We now transition to the most evocative room descriptions ever. “This is a long corridor that connects several sections of the dungeon and a semi-natural cavern in the south.” or “The hall within contains three ornate sarcophagi.” or “There are three unlocked wooden chests in this room. The chests and their contents are magically preserved.” No doubt too wordy for some of those among us. This fucking shit adds nothing. No specificity. Conclusions and abstracted content. For what should be the main part of the fucking adventure.

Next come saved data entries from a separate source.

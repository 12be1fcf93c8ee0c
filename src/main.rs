use std::sync::Arc;

use anyhow::Context;

use opsbridge::channels::WhatsAppClient;
use opsbridge::config::ServerConfig;
use opsbridge::crm::{CrmAdapter, VtigerClient};
use opsbridge::llm::{LlmConfig, create_provider};
use opsbridge::pipeline::{InboundProcessor, InboundSettings};
use opsbridge::publish::{CallbackHandler, PublishDispatcher};
use opsbridge::server::{self, AppState};
use opsbridge::store::{Database, LibSqlBackend};

#[tokio::main]
async fn main() -> anyhow::Result<()> {
    tracing_subscriber::fmt()
        .with_env_filter(
            tracing_subscriber::EnvFilter::try_from_default_env()
                .unwrap_or_else(|_| tracing_subscriber::EnvFilter::new("info")),
        )
        .with_target(false)
        .init();

    let config = ServerConfig::from_env()?;
    let llm_config = LlmConfig::from_env()?;

    eprintln!("opsbridge v{}", env!("CARGO_PKG_VERSION"));
    eprintln!("   Model: {}", llm_config.model);
    eprintln!("   Listening: http://0.0.0.0:{}", config.port);
    eprintln!("   Callback URL: {}", config.callback_url());

    // ── Database ─────────────────────────────────────────────────────────
    let db: Arc<dyn Database> = Arc::new(
        LibSqlBackend::new_local(&config.db_path)
            .await
            .with_context(|| format!("failed to open database at {}", config.db_path.display()))?,
    );
    eprintln!("   Database: {}", config.db_path.display());

    // ── Integrations ─────────────────────────────────────────────────────
    let crm: Arc<dyn CrmAdapter> = Arc::new(VtigerClient::new(config.crm_timeout)?);
    let llm = create_provider(&llm_config)?;
    let sender = Arc::new(
        WhatsAppClient::new(config.send_timeout)?.with_graph_base(config.graph_api_base.clone()),
    );

    let inbound = InboundProcessor::new(
        Arc::clone(&db),
        Arc::clone(&crm),
        llm,
        sender,
        InboundSettings {
            crm_timeout: config.crm_timeout,
            generation_timeout: llm_config.timeout,
            history_window: config.history_window,
        },
    );

    // ── Publishing ───────────────────────────────────────────────────────
    let dispatcher = PublishDispatcher::new(
        Arc::clone(&db),
        config.automation_webhook_url.clone(),
        config.callback_url(),
        config.automation_timeout,
    )?;
    let callbacks = CallbackHandler::new(Arc::clone(&db), config.callback_secret.clone());
    eprintln!(
        "   Automation: {}",
        config
            .automation_webhook_url
            .as_deref()
            .unwrap_or("per-tenant only (manual publish otherwise)")
    );
    if config.callback_secret.is_none() {
        tracing::warn!("OPSBRIDGE_CALLBACK_SECRET is not set; automation callbacks are unauthenticated");
    }

    let app = server::router(AppState {
        db,
        crm,
        inbound: Arc::new(inbound),
        dispatcher: Arc::new(dispatcher),
        callbacks: Arc::new(callbacks),
    });

    let listener = tokio::net::TcpListener::bind(("0.0.0.0", config.port))
        .await
        .with_context(|| format!("failed to bind port {}", config.port))?;
    tracing::info!(port = config.port, "HTTP server started");
    axum::serve(listener, app).await?;

    Ok(())
}
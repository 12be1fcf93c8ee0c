//! Outbound messaging channels.

pub mod whatsapp;

pub use whatsapp::{WebhookPayload, WhatsAppClient};

use async_trait::async_trait;

use crate::error::ChannelError;
use crate::tenant::WhatsAppCredentials;

/// Receipt for a message the platform accepted.
#[derive(Debug, Clone, Default, PartialEq, Eq)]
pub struct SentMessage {
    /// Platform-assigned id, when the response carried one.
    pub message_id: Option<String>,
}

/// Sends a plain-text reply on behalf of a tenant.
#[async_trait]
pub trait MessageSender: Send + Sync {
    async fn send_text(
        &self,
        creds: &WhatsAppCredentials,
        to: &str,
        body: &str,
    ) -> Result<SentMessage, ChannelError>;
}
//! Inbound conversational pipeline.
//!
//! Flow:
//! 1. Verify and parse the platform delivery, resolve the owning tenant
//! 2. Look up the sender in the tenant's CRM (best effort)
//! 3. Persist the inbound message and generate a reply over recent history
//! 4. Persist the reply and note the exchange in the CRM
//! 5. Send the reply

pub mod context;
pub mod inbound;
#[cfg(test)]
pub(crate) mod testing;

pub use context::{ContextBuilder, ConversationContext, CrmContext, build_system_prompt};
pub use inbound::{
    FALLBACK_REPLY, InboundProcessor, InboundSettings, Outcome, SkipReason, Stage, Verification,
};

Wanderers are rolled for every turn. Not a chance. Rolled for. With about a 50% chance of a monster or trap. Ghouls and Shadows. Giant Spiders (2d4 of the fuckers!) The dungeon proper features a Wraith. And an “Underground Stinkray”, whatever that is. No stats. No idea what a stingray is supposed to be. A cloaker?
Anyway, no sense of what an OSR adventure is. No notes for the OSR. Just a 5e adventure that you could, if you wanted, stat up for the OSR. If your level one to three OSR adventures include a wraith. And a 50% chance of monsters every turn.
Absolutely no fucking understanding at all. Just fucking garbage. A shameless money grab to say its OSR to expand their conveyor belt f muck to a new category so they generate a new $1.50 a month in sales. Fucking bullshit. A bad adventure. And a bad person in their blatant late-stage capitalism abuses.
This is $2 at DriveThru.Enjoy your six page preview, showing you the inn in all its glory and the wanderers table. Every ten minutes. Fuck off man. Fuck off.